_WHAT TO WORK ON_
Look in the data below for the line that contains "filename crates/replicadb_sync_protocol/src/lib.rs". Copy that line and the remaining lines exactly.

Segment Start: EXERCISE DATA

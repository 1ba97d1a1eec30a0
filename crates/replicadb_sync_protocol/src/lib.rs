//! # ReplicaDB Sync Protocol
//!
//! Producer-facing protocol types for ReplicaDB.
//!
//! This crate provides:
//! - `Entry` for `(collection, record)` pairs
//! - `PullDumpResponse` / `PullDeltaResponse` page types
//! - `DeltaBatch` for pushed or pulled change sets
//! - `TriggerReason` describing why a sync was requested
//!
//! Cursors are opaque JSON values defined by each producer.
//!
//! This is a pure protocol crate with no I/O operations.

#![deny(unsafe_code)]
#![warn(missing_docs)]

mod entry;
mod error;
mod messages;
mod reason;

pub use entry::{Cursor, Entry, Record};
pub use error::{ProtocolError, ProtocolResult};
pub use messages::{DeltaBatch, PullDeltaResponse, PullDumpResponse};
pub use reason::{ReasonKind, TriggerReason};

Segment End: EXERCISE DATA

_REPLY_
filename crates/replicadb_sync_protocol/src/lib.rs
//! # ReplicaDB Sync Protocol
//!
//! Producer-facing protocol types for ReplicaDB.
//!
//! This crate provides:
//! - `Entry` for `(collection, record)` pairs
//! - `PullDumpResponse` / `PullDeltaResponse` page types
//! - `DeltaBatch` for pushed or pulled change sets
//! - `TriggerReason` describing why a sync was requested
//!
//! Cursors are opaque JSON values defined by each producer.
//!
//! This is a pure protocol crate with no I/O operations.

#![deny(unsafe_code)]
#![warn(missing_docs)]

mod entry;
mod error;
mod messages;
mod reason;

pub use entry::{Cursor, Entry, Record};
pub use error::{ProtocolError, ProtocolResult};
pub use messages::{DeltaBatch, PullDeltaResponse, PullDumpResponse};
pub use reason::{ReasonKind, TriggerReason};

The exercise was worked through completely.